Maryland nabs the Baltimore Ravens to help promote ObamaCare
posted at 10:01 pm on September 3, 2013 by Erika Johnsen
As Ed phrased it earlier this summer, the NFL decided to punt on helping the Obama administration with their desperate bid shore up support for and promote heck out of the Patient “Protection” and “Affordable” Care Act to the American public, the better to convince people to sign up through the newly-created exchanges en masse — but the NFL’s big pass evidently didn’t deter ObamaCare supporters from looking for help from individual teams. Much like California, Maryland has been working overtime on behalf of the president’s crowning legislative achievement, and it sounds like they finally convinced their local football team to help them out. Via the WSJ:
Maryland health officials announced Tuesday that they will partner with the Baltimore Ravens football team this fall to help spread the word about the state’s health insurance marketplace that will allow consumers to shop for health insurance starting in October.
The partnership with the two-time Super Bowl champions is part of a broader campaign unveiled on Tuesday to market Maryland Health Connection that will allow consumers to shop for health insurance or sign up for Medicaid if they qualify. The Obama administration had been hoping to partner with the National Football League to promote its signature health law, also known as Obamacare, but the league balked after some Republican lawmakers issued a warning to sports organizations to avoid the issue.
However, the Baltimore Ravens have previously been involved in promoting Maryland health efforts including a 2008 expansion of Medicaid. Research conducted for the state suggests 71% of uninsured people watched, attended or listened to a Baltimore Ravens game in the past 12 months. About 800,000,or 14% of the state’s population of 5.8 million, is uninsured. The state is also partnering with the drug-store chain CVS Inc. and regional grocery store Giant Food, a unit of Ahold NV.

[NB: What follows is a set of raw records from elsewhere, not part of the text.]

//! Core goal-alignment logic for the Chief of Staff assistant.
//! This crate is the single source of truth for alignment and schedule invariants.

pub mod config;
pub mod logging;
pub mod model;
pub mod policy;
pub mod repo;
pub mod seed;
pub mod service;

pub use config::{ConfigError, PlannerConfig};
pub use logging::{init_logging, logging_status, LogLevel, LoggingError, LoggingStatus};
pub use model::chat::{ActionKind, ChatAction, ChatMessage, MessageId, MessageKind, Sender};
pub use model::document::DocAnalysis;
pub use model::event::{Alignment, CalendarEvent, EventId, EventKind, EventValidationError};
pub use model::goal::{Goal, GoalId};
pub use policy::allocation::{GoalAllocation, TimeAllocation, UnderServedGoal};
pub use policy::classifier::{
    AlignmentClassifier, AlignmentStrategy, Classification, ClassifyError, RecordedAlignment,
};
pub use policy::reconcile::{reconcile, ReconcileOutcome, SkipReason, SkippedBlock};
pub use policy::week::WorkWeek;
pub use repo::chat_log::ChatLog;
pub use repo::event_store::{EventStore, EventStoreError};
pub use repo::goal_registry::{GoalRegistry, GoalRegistryError};
pub use service::clock::{Clock, FixedClock, SystemClock};
pub use service::command_center::{
    ActionOutcome, AppSnapshot, CalendarConnection, CommandCenter, CommandError, CommandResult,
    ReplaceReason, StateChange, SubscriptionId,
};
pub use service::insights::ChartSlice;
pub use service::requests::{RequestChannel, RequestOutcome, RequestTicket};

/// Minimal health-check API for early integration.
pub fn ping() -> &'static str {
    "pong"
}

/// Returns the core crate version.
pub fn core_version() -> &'static str {
    env!("CARGO_PKG_VERSION")
}
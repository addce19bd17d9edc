//! Goal-alignment policy: classification, allocation and reconciliation.
//!
//! # Responsibility
//! - Decide each event's alignment tier against the goal registry.
//! - Rebalance a week toward under-served goals.
//!
//! # Invariants
//! - Everything in this module is a pure function of its inputs, except
//!   the id generation for synthesized focus blocks.

pub mod allocation;
pub mod classifier;
pub mod reconcile;
pub mod week;
//! Goal domain model.
//!
//! # Responsibility
//! - Define the goal record referenced (never owned) by calendar events.
//!
//! # Invariants
//! - `id` is non-empty and never reused for another goal.
//! - `target_allocation` is a percentage in `0..=100`.

use serde::{Deserialize, Serialize};
use std::fmt::{Display, Formatter};
use uuid::Uuid;

/// Opaque goal identifier.
///
/// Seed data uses short ids (`g1`); generated ids carry a `g-` prefix.
#[derive(Debug, Clone, PartialEq, Eq, PartialOrd, Ord, Hash, Serialize, Deserialize)]
#[serde(transparent)]
pub struct GoalId(String);

impl GoalId {
    pub fn new(value: impl Into<String>) -> Self {
        Self(value.into())
    }

    /// Generates a fresh unique id.
    pub fn generate() -> Self {
        Self(format!("g-{}", Uuid::new_v4().simple()))
    }

    pub fn as_str(&self) -> &str {
        &self.0
    }

    pub fn is_empty(&self) -> bool {
        self.0.trim().is_empty()
    }
}

impl Display for GoalId {
    fn fmt(&self, f: &mut Formatter<'_>) -> std::fmt::Result {
        f.write_str(&self.0)
    }
}

impl From<&str> for GoalId {
    fn from(value: &str) -> Self {
        Self::new(value)
    }
}

/// A user goal that calendar time can be aligned with.
#[derive(Debug, Clone, PartialEq, Eq, Serialize, Deserialize)]
#[serde(rename_all = "camelCase")]
pub struct Goal {
    pub id: GoalId,
    pub title: String,
    /// Display token (hex color) used by the rendering layer.
    pub color: String,
    /// Desired share of scheduled time, in percent.
    pub target_allocation: u8,
}

impl Goal {
    pub fn new(
        id: GoalId,
        title: impl Into<String>,
        color: impl Into<String>,
        target_allocation: u8,
    ) -> Self {
        Self {
            id,
            title: title.into(),
            color: color.into(),
            target_allocation: target_allocation.min(100),
        }
    }
}
/// Goal row for the sidebar.
#[derive(Debug, Clone, PartialEq, Eq)]
pub struct GoalView {
    pub id: String,
    pub title: String,
    /// CSS hex color.
    pub color: String,
    /// Target share of scheduled time, `0..=100`.
    pub target_allocation: u8,
}

/// Calendar event as rendered by the week view.
#[derive(Debug, Clone, PartialEq, Eq)]
pub struct EventView {
    pub id: String,
    pub title: String,
    pub start_epoch_ms: i64,
    pub end_epoch_ms: i64,
    /// `red|yellow|green`.
    pub alignment: String,
    /// `meeting|focus`.
    pub kind: String,
    pub goal_id: Option<String>,
    pub note: Option<String>,
}

/// Meeting supplied by the shell for bulk import.
#[derive(Debug, Clone, PartialEq, Eq)]
pub struct EventInput {
    pub id: String,
    pub title: String,
    pub start_epoch_ms: i64,
    pub end_epoch_ms: i64,
    pub alignment: String,
    pub goal_id: Option<String>,
    pub note: Option<String>,
}

/// Chat entry for the assistant panel.
#[derive(Debug, Clone, PartialEq, Eq)]
pub struct ChatMessageView {
    pub id: String,
    /// `user|system`.
    pub sender: String,
    pub text: String,
    /// `text|action-card|report`.
    pub kind: String,
    /// Action-card action id, for example `fix-schedule`.
    pub action: Option<String>,
    pub action_label: Option<String>,
    pub timestamp_epoch_ms: i64,
}

/// One slice of the time-distribution chart.
#[derive(Debug, Clone, PartialEq, Eq)]
pub struct ChartSliceView {
    pub label: String,
    pub color: String,
    pub minutes: i64,
    pub percent: u8,
}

Maryland and the thirteen other states (and DC) that volunteered to fully run their own insurance exchanges sans federal government collaboration are really ramping up their advertising efforts with less than a month to go until the grand opening. Marketing via football games is kind of an ideal plan — they reach a wide and economically diverse audience, and the season coincides pretty nicely with start of the ObamaCare open enrollment period — and goodness knows ObamaCare is going to need all the help it can get.